Anziani: p. Arice (Cottolengo), nelle Rsa serve “un’attenzione socio-sanitaria e assistenziale adeguata, anche da un punto di vista caritativo”

“Nelle Case del Cottolengo, che in Italia accolgono oltre 1.500 tra anziani con patologie neurodegenerative o persone disabili con disturbo del neurosviluppo, abbiamo riaperto la visita ai parenti ed anche ai volontari. Gli ospiti, che sono in grado, possono anche uscire dalle strutture insieme ai propri cari”. Così don Carmine Arice, padre generale della Piccola Casa della Divina Provvidenza, racconta in un’intervista al settimanale diocesano “La Voce e il Tempo” di Torino il ritorno ad una certa normalità nelle Rsa dopo il periodo di isolamento per la pandemia.
Finite nell’occhio del ciclone per l’alto tasso di mortalità registrato soprattutto nella prima ondata, p. Arice sottolinea che “le Rsa, come le Rsd, le Ra e i social housing, sono nate concettualmente per favorire la fraternità e la vicinanza degli ospiti accolti”. “Questo impianto originale – spiega – ha facilitato il diffondersi del contagio. L’esperienza ci ha dimostrato che con i dispositivi di protezione individuale, che all’inizio della prima ondata non erano disponibili, e le vaccinazioni i contagi, e dunque i ricoveri e i decessi, sono calati di oltre il 90%”. E, aggiunge, che “ci sono situazioni in cui la soluzione più adeguata e possibile non può che essere la residenza assistenziale, rispetto all’assistenza domiciliare”. Serve quindi “la massima attenzione al progetto di vita delle persone che si accolgono nelle strutture, che non devono essere soffocate da corrette procedure, spesso l’unica attenzione di coloro che vigilano sull’operato dei gestori, ma da adeguate proposte di vita che rispondano agli effettivi bisogni degli ospiti”. É necessaria, quindi “un’attenzione socio-sanitaria e assistenziale che risponda in modo adeguato alla domanda, anche da un punto di vista caritativo”. Inoltre, “dobbiamo mettere sempre di più al centro la qualità di vita dell’ospite” al fine di “favorire al massimo il benessere della persona, che indubbiamente è dato dalle relazioni”. In sostanza, “dobbiamo adoperarci tanto perché non ci sia solo attenzione alla dimensione alberghiera, ma ci sia altrettanta cura della dimensione sociale e spirituale. Tutte queste dimensioni devono essere armonizzate”.
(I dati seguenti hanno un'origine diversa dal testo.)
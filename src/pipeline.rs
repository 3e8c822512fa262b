//! Request Orchestrator
//!
//! Runs one banking query through the linear pipeline:
//! RECEIVED → CLASSIFIED → ROUTED → FETCHED → HUMANIZED → COMPLETED
//!
//! Every stage makes exactly one attempt; any failure terminates the run
//! immediately. No state survives across requests, so many pipelines can
//! run concurrently without coordination.

use crate::classifier::QueryClassifier;
use crate::error::BankQueryError;
use crate::gateway::BankBackend;
use crate::generation::TextGenerator;
use crate::humanizer::ResponseHumanizer;
use crate::models::{BankQuery, Category, QueryReply};
use crate::router;
use crate::Result;
use std::sync::Arc;
use tracing::{info, warn};
use uuid::Uuid;

pub struct Pipeline {
    classifier: QueryClassifier,
    humanizer: ResponseHumanizer,
    backend: Arc<dyn BankBackend>,
}

impl Pipeline {
    pub fn new(generator: Arc<dyn TextGenerator>, backend: Arc<dyn BankBackend>) -> Self {
        Self {
            classifier: QueryClassifier::new(generator.clone()),
            humanizer: ResponseHumanizer::new(generator),
            backend,
        }
    }

    /// Process one banking query end to end.
    pub async fn run(&self, query: BankQuery) -> Result<QueryReply> {
        let request_id = Uuid::new_v4();
        info!(
            %request_id,
            account = %query.account_number,
            "Received banking query"
        );

        let category = self.classifier.classify(&query.query_text).await?;

        // An unknown category is rejected before the router is consulted.
        if category == Category::Unknown {
            warn!(%request_id, "Query matched no operational category");
            return Err(BankQueryError::UnrecognizedQuery);
        }

        let endpoint = router::route(category)?;
        info!(%request_id, %category, endpoint, "Query routed");

        let raw_result = self.backend.fetch(endpoint, &query.account_number).await?;

        let response = self
            .humanizer
            .humanize(&query.query_text, &raw_result)
            .await?;

        info!(%request_id, "Pipeline completed");

        Ok(QueryReply { response })
    }
}

#[cfg(test)]
mod tests {
    use super::*;
    use crate::gateway::ScriptedBackend;
    use crate::generation::ScriptedGenerator;
    use serde_json::json;

    fn balance_query() -> BankQuery {
        BankQuery {
            account_number: "123".to_string(),
            query_text: "what's my balance?".to_string(),
        }
    }

    #[tokio::test]
    async fn test_balance_happy_path() {
        let generator = Arc::new(ScriptedGenerator::replying(&[
            "balance",
            "Your balance is $100.",
        ]));
        let backend = Arc::new(ScriptedBackend::new(vec![Ok(json!({ "balance": 100 }))]));
        let pipeline = Pipeline::new(generator.clone(), backend.clone());

        let reply = pipeline.run(balance_query()).await.unwrap();

        assert_eq!(reply.response, "Your balance is $100.");
        assert_eq!(
            backend.calls(),
            vec![("account/balance".to_string(), "123".to_string())]
        );
        assert_eq!(generator.calls(), 2);
    }

    #[tokio::test]
    async fn test_unknown_category_fails_before_backend() {
        let generator = Arc::new(ScriptedGenerator::replying(&["unknown"]));
        let backend = Arc::new(ScriptedBackend::new(vec![]));
        let pipeline = Pipeline::new(generator, backend.clone());

        let result = pipeline.run(balance_query()).await;

        match result {
            Err(err @ BankQueryError::UnrecognizedQuery) => {
                assert!(err.to_string().contains("Query not recognized."));
            }
            other => panic!("expected UnrecognizedQuery, got {:?}", other),
        }
        assert!(backend.calls().is_empty());
    }

    #[tokio::test]
    async fn test_unsupported_label_treated_like_unknown() {
        let generator = Arc::new(ScriptedGenerator::replying(&["transfer_funds"]));
        let backend = Arc::new(ScriptedBackend::new(vec![]));
        let pipeline = Pipeline::new(generator, backend.clone());

        let result = pipeline.run(balance_query()).await;

        assert!(matches!(result, Err(BankQueryError::UnrecognizedQuery)));
        assert!(backend.calls().is_empty());
    }

    #[tokio::test]
    async fn test_backend_failure_skips_humanizer() {
        let generator = Arc::new(ScriptedGenerator::replying(&["balance"]));
        let backend = Arc::new(ScriptedBackend::new(vec![Err(BankQueryError::Backend(
            "503 Service Unavailable: maintenance window".to_string(),
        ))]));
        let pipeline = Pipeline::new(generator.clone(), backend);

        let result = pipeline.run(balance_query()).await;

        match result {
            Err(BankQueryError::Backend(detail)) => {
                assert!(detail.contains("maintenance window"));
            }
            other => panic!("expected backend error, got {:?}", other),
        }
        // Only the classification call happened; the humanizer never ran.
        assert_eq!(generator.calls(), 1);
    }

    #[tokio::test]
    async fn test_classification_transport_failure_is_hard() {
        let generator = Arc::new(ScriptedGenerator::new(vec![Err(
            BankQueryError::Generation("connection refused".to_string()),
        )]));
        let backend = Arc::new(ScriptedBackend::new(vec![]));
        let pipeline = Pipeline::new(generator, backend.clone());

        let result = pipeline.run(balance_query()).await;

        assert!(matches!(result, Err(BankQueryError::Generation(_))));
        assert!(backend.calls().is_empty());
    }

    #[tokio::test]
    async fn test_humanizer_transport_failure_is_hard() {
        let generator = Arc::new(ScriptedGenerator::new(vec![
            Ok("balance".to_string()),
            Err(BankQueryError::Generation("connection reset".to_string())),
        ]));
        let backend = Arc::new(ScriptedBackend::new(vec![Ok(json!({ "balance": 100 }))]));
        let pipeline = Pipeline::new(generator, backend);

        let result = pipeline.run(balance_query()).await;

        // No fallback to returning the raw JSON to the caller.
        assert!(matches!(result, Err(BankQueryError::Generation(_))));
    }

    #[tokio::test]
    async fn test_identical_stubs_yield_identical_replies() {
        let mut replies = Vec::new();
        for _ in 0..2 {
            let generator = Arc::new(ScriptedGenerator::replying(&[
                "last_transaction",
                "You paid $25 to Acme on Monday.",
            ]));
            let backend = Arc::new(ScriptedBackend::new(vec![Ok(
                json!({ "amount": 25, "payee": "Acme" }),
            )]));
            let pipeline = Pipeline::new(generator, backend);

            replies.push(pipeline.run(balance_query()).await.unwrap());
        }

        assert_eq!(replies[0], replies[1]);
    }
}
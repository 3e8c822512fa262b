//! REST API server for the banking query pipeline
//!
//! Exposes the pipeline via HTTP endpoints

use axum::{extract::State, http::StatusCode, routing::get, routing::post, Json, Router};
use serde::{Deserialize, Serialize};
use std::sync::Arc;
use tower_http::cors::CorsLayer;
use tower_http::trace::TraceLayer;
use tracing::info;

use crate::error::BankQueryError;
use crate::models::{BankQuery, QueryReply};
use crate::pipeline::Pipeline;

/// =============================
/// API State
/// =============================

#[derive(Clone)]
pub struct ApiState {
    pub pipeline: Arc<Pipeline>,
}

/// =============================
/// Error Body
/// =============================

#[derive(Debug, Serialize, Deserialize)]
pub struct ErrorBody {
    pub detail: String,
}

/// Map a pipeline failure to a client-facing status code.
///
/// Unrecognized queries and backend failures are client errors carrying a
/// human-readable detail; generation-service failures are server errors.
fn error_status(err: &BankQueryError) -> StatusCode {
    match err {
        BankQueryError::UnrecognizedQuery | BankQueryError::Backend(_) => StatusCode::BAD_REQUEST,
        _ => StatusCode::INTERNAL_SERVER_ERROR,
    }
}

/// =============================
/// Health Endpoint
/// =============================

async fn health() -> Json<serde_json::Value> {
    Json(serde_json::json!({
        "status": "healthy",
        "timestamp": chrono::Utc::now().to_rfc3339()
    }))
}

/// =============================
/// Bank Query Endpoint
/// =============================

async fn bank_query(
    State(state): State<ApiState>,
    Json(query): Json<BankQuery>,
) -> Result<Json<QueryReply>, (StatusCode, Json<ErrorBody>)> {
    info!("Received bank query request");

    match state.pipeline.run(query).await {
        Ok(reply) => Ok(Json(reply)),
        Err(e) => Err((
            error_status(&e),
            Json(ErrorBody {
                detail: e.to_string(),
            }),
        )),
    }
}

/// =============================
/// Router
/// =============================

pub fn create_router(pipeline: Arc<Pipeline>) -> Router {
    let state = ApiState { pipeline };

    Router::new()
        .route("/health", get(health))
        .route("/bank_query", post(bank_query))
        .with_state(state)
        .layer(CorsLayer::permissive())
        .layer(TraceLayer::new_for_http())
}

/// =============================
/// Server Startup
/// =============================

pub async fn start_server(
    pipeline: Arc<Pipeline>,
    port: u16,
) -> std::result::Result<(), Box<dyn std::error::Error>> {
    let router = create_router(pipeline);

    let listener = tokio::net::TcpListener::bind(format!("0.0.0.0:{}", port)).await?;

    info!("API Server listening on http://0.0.0.0:{}", port);
    info!("Local: http://127.0.0.1:{}", port);

    axum::serve(listener, router).await?;

    Ok(())
}
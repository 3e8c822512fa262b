//! Category Classifier
//!
//! Sends the user's free text to the generation service with a fixed
//! instruction prompt and normalizes the reply to one of the closed set of
//! banking categories, or `unknown`.

use crate::generation::TextGenerator;
use crate::models::Category;
use crate::Result;
use std::sync::Arc;
use tracing::info;

pub struct QueryClassifier {
    generator: Arc<dyn TextGenerator>,
}

impl QueryClassifier {
    pub fn new(generator: Arc<dyn TextGenerator>) -> Self {
        Self { generator }
    }

    /// Classify a banking query into a `Category`.
    ///
    /// A transport failure from the generation service propagates as an
    /// error; only a successful-but-non-matching reply becomes
    /// `Category::Unknown`. Single attempt, no retry.
    pub async fn classify(&self, query_text: &str) -> Result<Category> {
        let prompt = build_classification_prompt(query_text);

        let reply = self.generator.generate(&prompt).await?;
        let category = Category::parse(&reply);

        info!(%category, "Query classified");

        Ok(category)
    }
}

fn build_classification_prompt(query_text: &str) -> String {
    format!(
        r#"Classify the following banking query into one of these categories:
- {}

If the query doesn't match, return 'unknown'.

Query: "{}"
Response:"#,
        Category::OPERATIONAL_LABELS.join("\n- "),
        query_text
    )
}
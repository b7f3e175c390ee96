//! Hypervector kernel: allocation, generation, and the eight primitive verbs.
//!
//! A [`Hypervector`] is a fixed-length, element-typed numeric vector. All
//! arithmetic is carried internally in `f64` and clamped back to the
//! configured [`NumericType`](crate::config::NumericType) on write, matching
//! the teacher's quantize/dequantize pattern for integer-backed vectors.

pub mod numeric;
pub mod ops;
pub mod rng;
pub mod space;

pub use rng::Mulberry32;
pub use space::{Hypervector, VectorSpace};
Un ultimo passaggio è dedicato dell’intervista è dedicato ai contributi pubblici: “A fronte di un servizio che cerca di dare il massimo per il benessere dei nostri ospiti non sono arrivati adeguati sostegni pubblici. Dalla Regione Piemonte, per esempio, al momento non è arrivato nulla. In Toscana, dove abbiamo altre Rsa, la Regione ha stanziato ed erogato un ristoro giornaliero per ciascun ospite affetto dal Covid”. Nell’augurarsi che “questo possa succedere anche in Piemonte”, p. Arice conclude indicando la necessità di “una cabina di regia che tenga conto delle risorse necessarie per garantire assistenza ed un progetto di vita adeguato in particolare nelle situazioni di maggiore fragilità”.